Abstract Title:

Alterations to metabolically active bacteria in the mucosa of the small intestine predict anti-obesity and anti-diabetic activities of grape seed extract in mice.

Abstract Source:

Food Funct. 2017 Sep 6. Epub 2017 Sep 6. PMID: 28875188

Abstract Author(s):

Laura E Griffin, Katherine A Witrick, Courtney Klotz, Melanie R Dorenkott, Katheryn M Goodrich, Gabrielle Fundaro, Ryan P McMillan, Matthew W Hulver, Monica A Ponder, Andrew P Neilson

Article Affiliation:

Laura E Griffin


Epidemiological and clinical studies suggest that grapes and grape-derived products may reduce the risk for chronic disease.

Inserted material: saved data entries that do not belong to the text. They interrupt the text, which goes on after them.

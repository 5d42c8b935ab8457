//! Command-line front end for the STL validator
//!
//! Exit status is 0 when the file passes and 1 otherwise, including when the
//! file cannot be read. Reports go to stdout, logs to stderr.

use clap::{Parser, ValueEnum};
use std::path::PathBuf;
use std::process::ExitCode;
use stl_validator::{EventOutcome, OutputFormat, ReportOptions, ValidatorConfig, validate_file};
use tracing_subscriber::EnvFilter;

#[derive(Parser, Debug)]
#[command(author, version, about, long_about = None)]
struct Args {
    /// Path to the STL file to validate
    #[arg(value_name = "FILE")]
    file_path: PathBuf,

    /// Downgrade winding-order, naming and negative-coordinate errors to warnings
    #[arg(short, long)]
    tolerant: bool,

    /// Show warnings as well as errors
    #[arg(short, long)]
    warnings: bool,

    /// Report format
    #[arg(short, long, value_enum, default_value_t = Format::Text)]
    format: Format,

    /// Log pipeline stages to stderr
    #[arg(short, long)]
    verbose: bool,
}

#[derive(Clone, Copy, Debug, PartialEq, Eq, ValueEnum)]
enum Format {
    Text,
    Json,
}

impl From<Format> for OutputFormat {
    fn from(format: Format) -> Self {
        match format {
            Format::Text => OutputFormat::Text,
            Format::Json => OutputFormat::Json,
        }
    }
}

fn init_tracing(verbose: bool) {
    let default = if verbose { "debug" } else { "warn" };
    let filter = EnvFilter::try_from_default_env().unwrap_or_else(|_| EnvFilter::new(default));
    tracing_subscriber::fmt()
        .with_env_filter(filter)
        .with_writer(std::io::stderr)
        .init();
}

/// Report a file that could not be validated at all
///
/// JSON mode still emits a failure record on stdout, so pipelines reading
/// stdout always get one record per file.
fn report_unreadable(target: &str, error: &stl_validator::Error, format: OutputFormat) {
    let record = EventOutcome::failure(error.to_string());
    match (format, serde_json::to_string(&record)) {
        (OutputFormat::Json, Ok(json)) => println!("{}", json),
        _ => eprintln!("{}: {}", target, error),
    }
}

fn main() -> ExitCode {
    let args = Args::parse();
    init_tracing(args.verbose);

    let config = ValidatorConfig::new().with_tolerant(args.tolerant);
    let options = ReportOptions::new()
        .with_warnings(args.warnings)
        .with_format(args.format.into());
    let target = args.file_path.display().to_string();

    let result = match validate_file(&args.file_path, &config) {
        Ok(result) => result,
        Err(e) => {
            tracing::warn!(error = %e, "validation could not run");
            report_unreadable(&target, &e, options.format());
            return ExitCode::FAILURE;
        }
    };

    match result.render(&target, &options) {
        Ok(report) => print!("{}", report),
        Err(e) => {
            eprintln!("{}: {}", target, e);
            return ExitCode::FAILURE;
        }
    }
    if options.format() == OutputFormat::Json {
        println!();
    }

    if result.passed() {
        ExitCode::SUCCESS
    } else {
        ExitCode::FAILURE
    }
}
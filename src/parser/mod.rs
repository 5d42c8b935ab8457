//! Parsers for the two STL encodings
//!
//! Both parsers produce the same [`StlDocument`] shape, so everything after
//! parsing is format-agnostic. Non-fatal findings (attribute bytes, an unnamed
//! solid) and fatal structural findings are recorded in the shared
//! [`Diagnostics`] collector. A parser returns `None` when it recorded at least
//! one fatal finding; the pipeline then stops.

pub mod ascii;
pub mod binary;

use crate::diagnostics::Diagnostics;
use crate::model::{StlDocument, StlFormat};

pub use ascii::parse_ascii;
pub use binary::parse_binary;

/// Parse `bytes` with the parser for `format`
///
/// Returns `None` if a fatal finding was recorded.
pub fn parse_document(
    bytes: &[u8],
    format: StlFormat,
    diagnostics: &mut Diagnostics,
) -> Option<StlDocument> {
    match format {
        StlFormat::Ascii => parse_ascii(bytes, diagnostics),
        StlFormat::Binary => parse_binary(bytes, diagnostics),
    }
}
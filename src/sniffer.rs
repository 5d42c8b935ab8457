//! Format detection for STL byte streams
//!
//! ASCII and binary STL share no magic bytes, and a binary header is free to
//! begin with the text `solid`. The binary size equation
//! `84 + 50 * count == file size` is therefore checked first and is
//! authoritative; the `solid` keyword is only consulted when it fails.

use crate::error::FormatError;
use crate::model::StlFormat;

/// Size of the opaque binary header
pub const HEADER_SIZE: usize = 80;

/// Size of the little-endian facet count that follows the header
pub const COUNT_SIZE: usize = 4;

/// Size of one binary facet record (normal + 3 vertices + attribute count)
pub const FACET_RECORD_SIZE: usize = 50;

/// File size a binary STL with `count` facets must have
pub fn expected_binary_size(count: u32) -> u64 {
    (HEADER_SIZE + COUNT_SIZE) as u64 + u64::from(count) * FACET_RECORD_SIZE as u64
}

/// Read the facet count at bytes 80..84, if the buffer is long enough
pub fn declared_facet_count(bytes: &[u8]) -> Option<u32> {
    let raw = bytes.get(HEADER_SIZE..HEADER_SIZE + COUNT_SIZE)?;
    Some(u32::from_le_bytes([raw[0], raw[1], raw[2], raw[3]]))
}

/// Decide whether `bytes` hold a binary or an ASCII STL
///
/// # Errors
///
/// Returns [`FormatError::CountMismatch`] when the input is non-textual and
/// long enough to carry a binary header whose count disagrees with the size,
/// and [`FormatError::Unrecognized`] for anything else that is neither format.
///
/// # Example
///
/// ```
/// use stl_validator::sniffer::detect_format;
/// use stl_validator::StlFormat;
///
/// let text = b"solid cube\nendsolid cube\n";
/// assert_eq!(detect_format(text), Ok(StlFormat::Ascii));
///
/// let mut binary = vec![0u8; 84];
/// assert_eq!(detect_format(&binary), Ok(StlFormat::Binary));
/// binary.push(0);
/// assert!(detect_format(&binary).is_err());
/// ```
pub fn detect_format(bytes: &[u8]) -> Result<StlFormat, FormatError> {
    if let Some(count) = declared_facet_count(bytes) {
        if expected_binary_size(count) == bytes.len() as u64 {
            tracing::debug!(facets = count, "size equation holds, input is binary");
            return Ok(StlFormat::Binary);
        }
    }

    if starts_with_solid(bytes) {
        tracing::debug!("input begins with 'solid', treating input as ascii");
        return Ok(StlFormat::Ascii);
    }

    let unrecognized = FormatError::Unrecognized { size: bytes.len() };
    Err(count_mismatch(bytes).unwrap_or(unrecognized))
}

/// The binary size-equation failure for `bytes`, if they look binary
///
/// Returns [`FormatError::CountMismatch`] when the input is long enough to
/// carry a facet count, that count disagrees with the size, and the content
/// is not plausible text. Binary exporters often start the header with
/// `solid`, so this also explains a failed ASCII parse of such a file.
pub fn count_mismatch(bytes: &[u8]) -> Option<FormatError> {
    let declared = declared_facet_count(bytes)?;
    let expected_size = expected_binary_size(declared);
    if expected_size == bytes.len() as u64 || looks_like_text(bytes) {
        return None;
    }

    Some(FormatError::CountMismatch {
        declared,
        expected_size,
        actual_size: bytes.len(),
    })
}

/// Whether the content, after leading whitespace, begins with `solid` in any case
fn starts_with_solid(bytes: &[u8]) -> bool {
    let start = bytes
        .iter()
        .position(|b| !b.is_ascii_whitespace())
        .unwrap_or(bytes.len());
    bytes[start..]
        .get(..5)
        .is_some_and(|keyword| keyword.eq_ignore_ascii_case(b"solid"))
}

/// Whether the bytes could plausibly be a text file
fn looks_like_text(bytes: &[u8]) -> bool {
    match std::str::from_utf8(bytes) {
        Ok(text) => !text
            .chars()
            .any(|c| c.is_control() && !c.is_ascii_whitespace()),
        Err(_) => false,
    }
}

#[cfg(test)]
mod tests {
    use super::*;

    fn binary_with_count(declared: u32, actual: usize) -> Vec<u8> {
        let mut bytes = vec![0u8; HEADER_SIZE];
        bytes.extend_from_slice(&declared.to_le_bytes());
        bytes.resize(HEADER_SIZE + COUNT_SIZE + actual * FACET_RECORD_SIZE, 0);
        bytes
    }

    #[test]
    fn test_expected_binary_size() {
        assert_eq!(expected_binary_size(0), 84);
        assert_eq!(expected_binary_size(12), 684);
        let largest = 84 + 50 * u64::from(u32::MAX);
        assert_eq!(expected_binary_size(u32::MAX), largest);
    }

    #[test]
    fn test_binary_detected_by_size_equation() {
        let bytes = binary_with_count(3, 3);
        assert_eq!(detect_format(&bytes), Ok(StlFormat::Binary));
    }

    #[test]
    fn test_binary_header_starting_with_solid_is_still_binary() {
        let mut bytes = binary_with_count(1, 1);
        bytes[..10].copy_from_slice(b"solid part");
        assert_eq!(detect_format(&bytes), Ok(StlFormat::Binary));
    }

    #[test]
    fn test_ascii_detected_case_insensitively_after_whitespace() {
        let indented = b"  \n\tSOLID x\nendsolid x";
        assert_eq!(detect_format(indented), Ok(StlFormat::Ascii));
        assert_eq!(detect_format(b"solid"), Ok(StlFormat::Ascii));
    }

    #[test]
    fn test_binary_count_mismatch_reported() {
        let bytes = binary_with_count(5, 4);
        match detect_format(&bytes) {
            Err(FormatError::CountMismatch {
                declared,
                expected_size,
                actual_size,
            }) => {
                assert_eq!(declared, 5);
                assert_eq!(expected_size, 334);
                assert_eq!(actual_size, 284);
            }
            other => panic!("expected count mismatch, got {:?}", other),
        }
    }

    #[test]
    fn test_count_mismatch_behind_solid_header() {
        let mut bytes = binary_with_count(5, 4);
        bytes[..11].copy_from_slice(b"solid mould");
        // The keyword wins detection, but the size equation still explains it
        assert_eq!(detect_format(&bytes), Ok(StlFormat::Ascii));
        assert!(matches!(
            count_mismatch(&bytes),
            Some(FormatError::CountMismatch { declared: 5, .. })
        ));

        assert_eq!(count_mismatch(&binary_with_count(4, 4)), None);
        assert_eq!(count_mismatch(b"solid cube\nendsolid cube\n"), None);
    }

    #[test]
    fn test_unrecognized_inputs() {
        assert_eq!(
            detect_format(b""),
            Err(FormatError::Unrecognized { size: 0 })
        );
        assert_eq!(
            detect_format(b"sol"),
            Err(FormatError::Unrecognized { size: 3 })
        );
        let prose = "This is a plain text document that is long enough to hold an \
                     STL header but is not one.";
        assert!(prose.len() >= 84);
        assert!(matches!(
            detect_format(prose.as_bytes()),
            Err(FormatError::Unrecognized { .. })
        ));
    }
}
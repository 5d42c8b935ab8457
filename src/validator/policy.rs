//! Preservation-policy checks that tolerant mode may relax

use crate::diagnostics::{DiagnosticKind, Diagnostics, Location};
use crate::model::{Facet, StlDocument, StlFormat};

/// Check that the `solid` and `endsolid` names agree (ASCII only)
///
/// A missing name compares as the empty string, so `solid cube` closed by a
/// bare `endsolid` is a mismatch.
pub fn validate_solid_names(document: &StlDocument, diagnostics: &mut Diagnostics) {
    if document.format != StlFormat::Ascii {
        return;
    }

    let solid = document.solid_name.as_deref().unwrap_or("");
    let end = document.end_solid_name.as_deref().unwrap_or("");
    if solid == end {
        return;
    }

    let location = document
        .end_solid_line
        .map(Location::line)
        .unwrap_or(Location::Document);
    diagnostics.report(
        DiagnosticKind::NamingMismatch,
        location,
        format!(
            "Expected '{}' but got '{}'",
            format!("endsolid {}", solid).trim_end(),
            format!("endsolid {}", end).trim_end()
        ),
    );
}

/// Check that no vertex of the facet has a negative coordinate
///
/// One diagnostic per facet, listing every offending vertex.
pub fn validate_coordinates(index: usize, facet: &Facet, diagnostics: &mut Diagnostics) {
    let offending: Vec<String> = facet
        .vertices
        .iter()
        .enumerate()
        .filter(|(_, v)| v.has_negative_coordinate())
        .map(|(i, v)| format!("vertex {} ({}, {}, {})", i + 1, v.x, v.y, v.z))
        .collect();

    if offending.is_empty() {
        return;
    }

    diagnostics.report(
        DiagnosticKind::NegativeCoordinate,
        Location::facet(index, facet.line),
        format!(
            "Vertex coordinates must not be negative: {}",
            offending.join(", ")
        ),
    );
}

Grape seed extract specifically has been gaining interest due to its reported ability to prevent weight gain, moderate hyperglycemia, and reduce inflammation. The purpose of this study was to examine the long-term effects of two doses of grape seed extract (10 and 100 mg kg(-1) body wt per d in mice) on markers of metabolic syndrome in the context of a moderately high-fat diet. After 12 weeks, the lower dose of grape seed extract was more effective at inhibiting fat gain and improving glucose tolerance and insulin sensitivity. Neither the high fat diet nor grape seed extract altered skeletal muscle substrate metabolism. Most interestingly, when examining the profile of metabolically active microbiota in the mucosa of the small intestine, cecum, and colonic tissue, grape seed extract seemed to have the most dramatic effect on small intestinal tissue, where the population of Firmicutes was lower compared to control groups. This effect was not observed in the cecal or colonic tissues, suggesting that the main alterations to gut microbiota due to flavan-3-ol supplementation occur in the small intestine, which has not been reported previously. These findings suggest that grape seed extract can prevent early changes in glucose tolerance and alter small intestinal gut microbiota, prior to the onset of skeletal muscle metabolic derangements, when grape seed extract is consumed at a low dose in the context of a moderately high fat diet.